Il settore energetico svizzero è in subbuglio: Alpiq e Axpo, due pesi massimi del ramo, sono in grandi difficoltà finanziarie. Per riequilibrare i conti, Alpiq vuole vendere il 49% del suo portafoglio idroelettrico.
Questo contenuto è stato pubblicato il 15 marzo 2016 - 14:00
L’energia a buon mercato prodotta con le centrali a carbone e eoliche in Europa sta mettendo sotto pressione le aziende svizzere. La Alpiq e la Axpo non riescono a stare al passo della concorrenza. L’energia che producono con l’atomo e con le centrali idroelettriche è infatti più cara. Le dighe, assurte a simbolo del “castello d’acqua svizzero”, cominciano così a mostrare qualche crepa.

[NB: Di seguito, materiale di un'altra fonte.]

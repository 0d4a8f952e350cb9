//! Fuzzes area pruning on arbitrary test case text.
//!
//! Run with:
//!   cargo +nightly fuzz run fuzz_prune_area
#![no_main]
use libfuzzer_sys::fuzz_target;
use shrinkstat_core::{count_lines, prune_area, AreaSection};

const AREA: &str = "jsfuzzer";

fuzz_target!(|data: &[u8]| {
    let Some((&selector, rest)) = data.split_first() else {
        return;
    };
    let Ok(text) = std::str::from_utf8(rest) else {
        return;
    };
    let drop: Vec<usize> = (0..usize::from(selector % 8)).collect();
    let finalize = selector & 0x80 != 0;
    // Missing markers and unwrappable lines are expected errors.
    let Ok(pruned) = prune_area(text, AREA, &drop, finalize) else {
        return;
    };
    let Ok(after) = count_lines(&pruned, AREA) else {
        panic!("pruned output lost the area markers");
    };
    let Ok(section) = AreaSection::locate(text, AREA) else {
        panic!("prune succeeded on text without area markers");
    };

    // Code lines after the last //endjs are carried over verbatim, so the
    // count is exact only when that tail holds none.
    if !finalize && !section.epilogue().contains("/* LINE */") {
        let before = section.code_lines().count();
        let dropped = drop.iter().filter(|&&index| index < before).count();
        assert_eq!(after, before - dropped);
    }
});
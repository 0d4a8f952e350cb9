//! Line pruning inside a marked area of a generated test case.
//!
//! A test case carries one region per area:
//!
//! ```text
//! /* BEGIN jsfuzzer */
//! <preamble>
//! /* LINE */ try { lineNo++; a.b(); } catch(e) { ... }
//! /* LINE */ try { lineNo++; c.d(); } catch(e) { ... }
//! //endjs
//! <epilogue>
//! /* END jsfuzzer */
//! ```
//!
//! Every reduction pass drops the code lines that raised errors and counts
//! what it removed; those counts end up in the `errorLine` statistics.

use crate::error::StatsError;
use crate::Result;

const LINE_MARK: &str = "/* LINE */";
const END_JS: &str = "//endjs";
const WRAP_START: &str = "lineNo++;";
const WRAP_END: &str = "} catch(e)";

fn begin_marker(area: &str) -> String {
    format!("/* BEGIN {area} */")
}

fn end_marker(area: &str) -> String {
    format!("/* END {area} */")
}

/// Borrowed view of one marked area.
#[derive(Debug, Clone, Copy, PartialEq, Eq)]
pub struct AreaSection<'a> {
    /// Text before the BEGIN marker.
    pub before: &'a str,
    /// Text between the markers.
    pub body: &'a str,
    /// Text after the END marker.
    pub after: &'a str,
}

impl<'a> AreaSection<'a> {
    /// Locate `area` in `text`.
    ///
    /// # Errors
    ///
    /// Returns [`StatsError::MissingMarker`] if either marker is absent.
    pub fn locate(text: &'a str, area: &str) -> Result<Self> {
        let begin = begin_marker(area);
        let end = end_marker(area);
        let (before, rest) = text
            .split_once(begin.as_str())
            .ok_or(StatsError::MissingMarker { marker: begin })?;
        let (body, after) = rest
            .split_once(end.as_str())
            .ok_or(StatsError::MissingMarker { marker: end })?;
        Ok(Self {
            before,
            body,
            after,
        })
    }

    /// Everything before the first code line.
    pub fn preamble(&self) -> &'a str {
        self.body
            .split_once(LINE_MARK)
            .map_or(self.body, |(head, _)| head)
    }

    /// Everything after the last `//endjs`.
    pub fn epilogue(&self) -> &'a str {
        self.body
            .rsplit_once(END_JS)
            .map_or(self.body, |(_, tail)| tail)
    }

    /// Code lines in order.
    pub fn code_lines(self) -> impl Iterator<Item = &'a str> {
        self.body.split('\n').filter(|line| line.starts_with(LINE_MARK))
    }
}

/// Extract the statement from a wrapped code line.
fn unwrap_line(line: &str) -> Option<&str> {
    let (_, rest) = line.split_once(WRAP_START)?;
    let rest = rest.split_once(WRAP_START).map_or(rest, |(head, _)| head);
    Some(rest.split_once(WRAP_END).map_or(rest, |(head, _)| head))
}

/// Remove the code lines at `drop` from `area` and reassemble the text.
///
/// With `finalize`, every kept line is reduced to the bare statement found
/// between `lineNo++;` and `} catch(e)`. Out-of-range indices are ignored.
///
/// # Errors
///
/// Returns [`StatsError::MissingMarker`] if the area is not marked and
/// [`StatsError::MalformedLine`] if a line cannot be unwrapped.
pub fn prune_area(text: &str, area: &str, drop: &[usize], finalize: bool) -> Result<String> {
    let section = AreaSection::locate(text, area)?;

    let mut kept = Vec::new();
    for (index, line) in section.code_lines().enumerate() {
        if drop.contains(&index) {
            continue;
        }
        if finalize {
            let statement = unwrap_line(line).ok_or_else(|| StatsError::MalformedLine {
                area: area.to_string(),
                index,
            })?;
            kept.push(statement);
        } else {
            kept.push(line);
        }
    }
    let kept = kept.join("\n");

    let begin = begin_marker(area);
    let end = end_marker(area);
    Ok([
        section.before,
        begin.as_str(),
        section.preamble(),
        kept.as_str(),
        END_JS,
        section.epilogue(),
        end.as_str(),
        section.after,
    ]
    .join("\n"))
}

/// Number of code lines in `area`.
///
/// # Errors
///
/// Returns [`StatsError::MissingMarker`] if the area is not marked.
pub fn count_lines(text: &str, area: &str) -> Result<usize> {
    Ok(AreaSection::locate(text, area)?.code_lines().count())
}
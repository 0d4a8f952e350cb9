//! Output formatting for CLI responses

use anyhow::Error;
use colored::*;
use serde_json::json;
use std::fmt::Display;
use std::path::Path;

use shrinkstat_core::AreaReport;

const LABEL_WIDTH: usize = 18;

/// Print error in JSON format
pub fn print_error_json(error: &Error) {
    let error_json = json!({
        "success": false,
        "error": {
            "message": error.to_string(),
            "chain": error.chain().skip(1).map(ToString::to_string).collect::<Vec<_>>(),
        }
    });
    match serde_json::to_string_pretty(&error_json) {
        Ok(s) => println!("{}", s),
        Err(e) => eprintln!("Failed to format error as JSON: {}", e),
    }
}

/// Print error in human-readable format
pub fn print_error_human(error: &Error) {
    eprintln!("{} {}", "Error:".red().bold(), error);

    let mut source = error.source();
    while let Some(err) = source {
        eprintln!("  {} {}", "Caused by:".yellow(), err);
        source = err.source();
    }
}

/// Print area reports in the requested format
pub fn print_reports(reports: &[AreaReport], json: bool) {
    if json {
        let output = json!({
            "success": true,
            "areas": reports
        });
        match serde_json::to_string_pretty(&output) {
            Ok(s) => println!("{}", s),
            Err(e) => eprintln!("Failed to format reports as JSON: {}", e),
        }
    } else {
        let blocks: Vec<String> = reports.iter().map(render_report_human).collect();
        println!("{}", blocks.join("\n"));
    }
}

/// Render one area block
pub fn render_report_human(report: &AreaReport) -> String {
    let mut out = format!("{}\n", report.area.bold());
    let rows = [
        ("total documents", report.total_documents.to_string()),
        ("nonzero documents", report.nonzero_documents.to_string()),
        ("average reduce", format!("{:.4}", report.average_reduce)),
        ("line first", report.line_first.to_string()),
        ("line shrink", format_series(&report.line_shrink)),
        ("line error sum", format_series(&report.line_error_aligned)),
    ];
    for (label, value) in rows {
        let label = format!("{:<width$}", label, width = LABEL_WIDTH);
        out.push_str(&format!("  {} {}\n", label.dimmed(), value));
    }
    out
}

/// Format a series as `[a, b, c]`
pub fn format_series<T: Display>(values: &[T]) -> String {
    let items: Vec<String> = values.iter().map(ToString::to_string).collect();
    format!("[{}]", items.join(", "))
}

/// Print the outcome of a prune
pub fn print_prune_result(
    area: &str,
    before: usize,
    after: usize,
    written: Option<&Path>,
    text: &str,
    json: bool,
) {
    if json {
        let mut output = json!({
            "success": true,
            "area": area,
            "linesBefore": before,
            "linesAfter": after,
        });
        match written {
            Some(path) => output["output"] = json!(path.display().to_string()),
            None => output["text"] = json!(text),
        }
        match serde_json::to_string_pretty(&output) {
            Ok(s) => println!("{}", s),
            Err(e) => eprintln!("Failed to format prune result as JSON: {}", e),
        }
    } else if let Some(path) = written {
        println!(
            "{} {} -> {} lines in '{}' ({})",
            "Pruned".green().bold(),
            before,
            after,
            area,
            path.display()
        );
    } else {
        print!("{}", text);
    }
}
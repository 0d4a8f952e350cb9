//! Error types for the shrinkstat CLI

use shrinkstat_core::{ErrorCategory, StatsError};
use thiserror::Error;

#[derive(Error, Debug)]
pub enum CliError {
    #[error("Invalid argument: {0}")]
    InvalidArgument(String),
}

/// Process exit code for a failed run.
pub fn exit_code(error: &anyhow::Error) -> i32 {
    if let Some(CliError::InvalidArgument(_)) = error.downcast_ref::<CliError>() {
        return 4;
    }

    match error.downcast_ref::<StatsError>().map(StatsError::category) {
        Some(ErrorCategory::Input) => 2,
        Some(ErrorCategory::Io) => 3,
        Some(ErrorCategory::Config) => 4,
        Some(ErrorCategory::Arithmetic) | None => 1,
    }
}
//! shrinkstat - corpus reduction statistics
//!
//! Reads the per-run JSON statistic files written by the reduction pipeline
//! and prints, per area, how much the corpus shrank over successive passes.

#![deny(static_mut_refs)]
#![deny(unused_must_use)]
#![deny(clippy::unwrap_used)]

mod commands;
mod completion;
mod error;
mod output;

use anyhow::Result;
use clap::{Parser, Subcommand};
use tracing_subscriber::{layer::SubscriberExt, util::SubscriberInitExt};

use crate::commands::{PruneArgs, ReportArgs};
use crate::error::CliError;

#[derive(Parser)]
#[command(name = "shrinkstat")]
#[command(about = "Per-area corpus reduction statistics for fuzzing result files")]
#[command(version)]
#[command(long_about = "
shrinkstat aggregates the statistic files written by the corpus reduction
pipeline. For every area it reports the document counts, the average number
of reduction passes, the initial line count and the remaining line count
after each pass.

Run without arguments to read result1..result11 from the current directory.
Use --json for machine-readable output.
")]
struct Cli {
    /// Output format (human-readable or JSON)
    #[arg(
        long,
        global = true,
        help = "Output in JSON format for machine parsing"
    )]
    json: bool,

    /// Verbose logging
    #[arg(short, long, global = true, action = clap::ArgAction::Count)]
    verbose: u8,

    #[command(flatten)]
    report: ReportArgs,

    #[command(subcommand)]
    command: Option<Commands>,
}

#[derive(Subcommand)]
enum Commands {
    /// Print per-area statistics (default)
    Report,

    /// Remove code lines from one area of a test case
    Prune(PruneArgs),

    /// Generate shell completion scripts
    Completion {
        /// Shell to generate completion for
        #[arg(value_enum)]
        shell: clap_complete::Shell,
    },
}

fn main() -> Result<()> {
    let cli = Cli::parse();

    let log_level = match cli.verbose {
        0 => "warn",
        1 => "info",
        2 => "debug",
        _ => "trace",
    };

    tracing_subscriber::registry()
        .with(
            tracing_subscriber::EnvFilter::try_from_default_env().unwrap_or_else(|_| {
                format!("shrinkstat={log_level},shrinkstat_core={log_level}").into()
            }),
        )
        .with(
            tracing_subscriber::fmt::layer()
                .with_target(false)
                .with_writer(std::io::stderr),
        )
        .init();

    match execute_command(&cli) {
        Ok(()) => Ok(()),
        Err(e) => {
            if cli.json {
                output::print_error_json(&e);
            } else {
                output::print_error_human(&e);
            }
            std::process::exit(error::exit_code(&e));
        }
    }
}

fn execute_command(cli: &Cli) -> Result<()> {
    match &cli.command {
        None | Some(Commands::Report) => commands::report::execute(&cli.report, cli.json),
        Some(Commands::Prune(args)) => {
            if cli.report.config.is_some() || !cli.report.areas.is_empty() {
                return Err(CliError::InvalidArgument(
                    "--config and --area apply to report only; prune takes the area as an argument"
                        .into(),
                )
                .into());
            }
            commands::prune::execute(args, cli.json)
        }
        Some(Commands::Completion { shell }) => {
            completion::generate_completion(*shell);
            Ok(())
        }
    }
}
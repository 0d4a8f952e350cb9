//! Shell completion generation for shrinkstat

use clap::CommandFactory;
use clap_complete::{generate, Shell};
use std::io;

use crate::Cli;

/// Generate shell completion script
pub fn generate_completion(shell: Shell) {
    let mut cmd = Cli::command();
    generate(shell, &mut cmd, "shrinkstat", &mut io::stdout());
}
//! Error taxonomy for the API client.
//!
//! Backend errors carry a `message` field; when present it is surfaced
//! verbatim to the caller, otherwise a generic fallback is used. Raw bodies
//! and stack traces never reach the user.

use reqwest::StatusCode;
use thiserror::Error;

/// Fallback shown when the backend reply carries no usable message.
pub const GENERIC_ERROR_MESSAGE: &str = "The request could not be completed. Please try again.";

#[derive(Debug, Error)]
pub enum ClientError {
    /// Connection, TLS, or timeout failure before any response arrived.
    #[error("request failed: {0}")]
    Transport(#[from] reqwest::Error),

    /// Non-success HTTP response from the backend.
    #[error("{message}")]
    Api { status: StatusCode, message: String },

    /// The token refresh failed; all auth state has been cleared.
    #[error("session expired: {0}")]
    SessionExpired(String),

    /// The response body did not match the expected shape.
    #[error("unexpected response payload: {0}")]
    Payload(String),

    /// The session file could not be written or removed.
    #[error("session storage error: {0}")]
    Storage(String),
}

impl ClientError {
    /// Build an API error from a response body, preferring the backend's
    /// `message` field (top-level or nested under `error`).
    pub(crate) fn api_from_body(status: StatusCode, body: &str) -> Self {
        let message = serde_json::from_str::<serde_json::Value>(body)
            .ok()
            .and_then(|value| {
                value
                    .get("message")
                    .or_else(|| value.get("error").and_then(|e| e.get("message")))
                    .and_then(|m| m.as_str())
                    .map(|m| m.to_string())
            })
            .unwrap_or_else(|| GENERIC_ERROR_MESSAGE.to_string());
        ClientError::Api { status, message }
    }

    /// Status code of an API error, when this is one.
    pub fn status(&self) -> Option<StatusCode> {
        match self {
            ClientError::Api { status, .. } => Some(*status),
            _ => None,
        }
    }
}

#[cfg(test)]
mod tests {
    use super::*;

    #[test]
    fn test_backend_message_is_surfaced() {
        let err = ClientError::api_from_body(
            StatusCode::BAD_REQUEST,
            r#"{"success":false,"message":"Slug already exists"}"#,
        );
        assert_eq!(err.to_string(), "Slug already exists");
        assert_eq!(err.status(), Some(StatusCode::BAD_REQUEST));
    }

    #[test]
    fn test_nested_error_message_is_surfaced() {
        let err = ClientError::api_from_body(
            StatusCode::NOT_FOUND,
            r#"{"error":{"code":"not_found","message":"Category not found"}}"#,
        );
        assert_eq!(err.to_string(), "Category not found");
    }

    #[test]
    fn test_unparseable_body_falls_back_to_generic_message() {
        let err = ClientError::api_from_body(StatusCode::INTERNAL_SERVER_ERROR, "<html>boom</html>");
        assert_eq!(err.to_string(), GENERIC_ERROR_MESSAGE);
    }
}
//! Small shared helpers: slug generation and terminal formatting.

use lazy_static::lazy_static;
use regex::Regex;

lazy_static! {
    /// Any run of characters outside [a-z0-9] collapses to a single hyphen
    static ref NON_ALNUM: Regex = Regex::new(r"[^a-z0-9]+").unwrap();

    /// Hyphens left at either end after collapsing
    static ref EDGE_HYPHENS: Regex = Regex::new(r"^-+|-+$").unwrap();
}

/// Derive a URL-safe slug from a human-readable name.
///
/// Lowercases with Turkish-aware folding (both `İ` and `I` end up as plain
/// `i`), transliterates the fixed set `ğ ü ş ı ö ç` to ASCII, replaces every
/// run of non-alphanumeric characters with one hyphen, and trims hyphens from
/// the ends. Deterministic and idempotent: feeding a slug back in returns it
/// unchanged.
pub fn generate_slug(name: &str) -> String {
    let mut lowered = String::with_capacity(name.len());
    for c in name.chars() {
        match c {
            // Unicode lowercasing of 'İ' yields "i" + a combining dot, which
            // the hyphen pass would otherwise split into "i-".
            'İ' | 'I' => lowered.push('i'),
            _ => lowered.extend(c.to_lowercase()),
        }
    }

    let folded: String = lowered
        .chars()
        .map(|c| match c {
            'ğ' => 'g',
            'ü' => 'u',
            'ş' => 's',
            'ı' => 'i',
            'ö' => 'o',
            'ç' => 'c',
            _ => c,
        })
        .collect();

    let hyphenated = NON_ALNUM.replace_all(&folded, "-");
    EDGE_HYPHENS.replace_all(&hyphenated, "").into_owned()
}

/// Truncate a string to max length with ellipsis
pub fn truncate(s: &str, max_len: usize) -> String {
    if s.chars().count() <= max_len {
        s.to_string()
    } else {
        let cut: String = s.chars().take(max_len.saturating_sub(3)).collect();
        format!("{}...", cut)
    }
}

/// Ensure a directory exists, creating it (and parents) if missing
pub fn ensure_dir(path: &std::path::Path) -> std::io::Result<()> {
    if !path.exists() {
        std::fs::create_dir_all(path)?;
    }
    Ok(())
}

#[cfg(test)]
mod tests {
    use super::*;

    #[test]
    fn test_slug_turkish_characters() {
        assert_eq!(generate_slug("Kadın Ürünleri"), "kadin-urunleri");
        assert_eq!(generate_slug("Çocuk Gömlekleri"), "cocuk-gomlekleri");
        assert_eq!(generate_slug("İndirimli Ürünler"), "indirimli-urunler");
    }

    #[test]
    fn test_slug_collapses_punctuation_runs() {
        assert_eq!(generate_slug("  Çöp—Kutusu!! "), "cop-kutusu");
        assert_eq!(generate_slug("a   b -- c"), "a-b-c");
    }

    #[test]
    fn test_slug_trims_edge_hyphens() {
        assert_eq!(generate_slug("---hello---"), "hello");
        assert_eq!(generate_slug("!!!"), "");
    }

    #[test]
    fn test_slug_idempotent() {
        for input in ["Kadın Ürünleri", "  Çöp—Kutusu!! ", "Already-A-Slug", "çğş"] {
            let once = generate_slug(input);
            assert_eq!(generate_slug(&once), once);
        }
    }

    #[test]
    fn test_slug_dotless_capital_i() {
        // Turkish keyboards produce plain ASCII 'I' for dotless capital i
        assert_eq!(generate_slug("ISPARTA"), "isparta");
    }

    #[test]
    fn test_truncate() {
        assert_eq!(truncate("short", 10), "short");
        assert_eq!(truncate("a-very-long-name", 10), "a-very-...");
    }
}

Molti politici, anche di destra, chiedono allo Stato di intervenire, creando ad esempio un fondo infrastrutturale o una società pubblica. Cosa succederebbe se, ad esempio, investitori cinesi volessero mettere le mani sulle dighe svizzere? “Non dobbiamo avere paura dei cinesi”, afferma Stefan Müller Altermatt, presidente della commissione dell’ambiente, della pianificazione del territorio e dell’energia del Consiglio Nazionale. Queste infrastrutture non si possono smontare e ricostruire nell’Impero di Mezzo.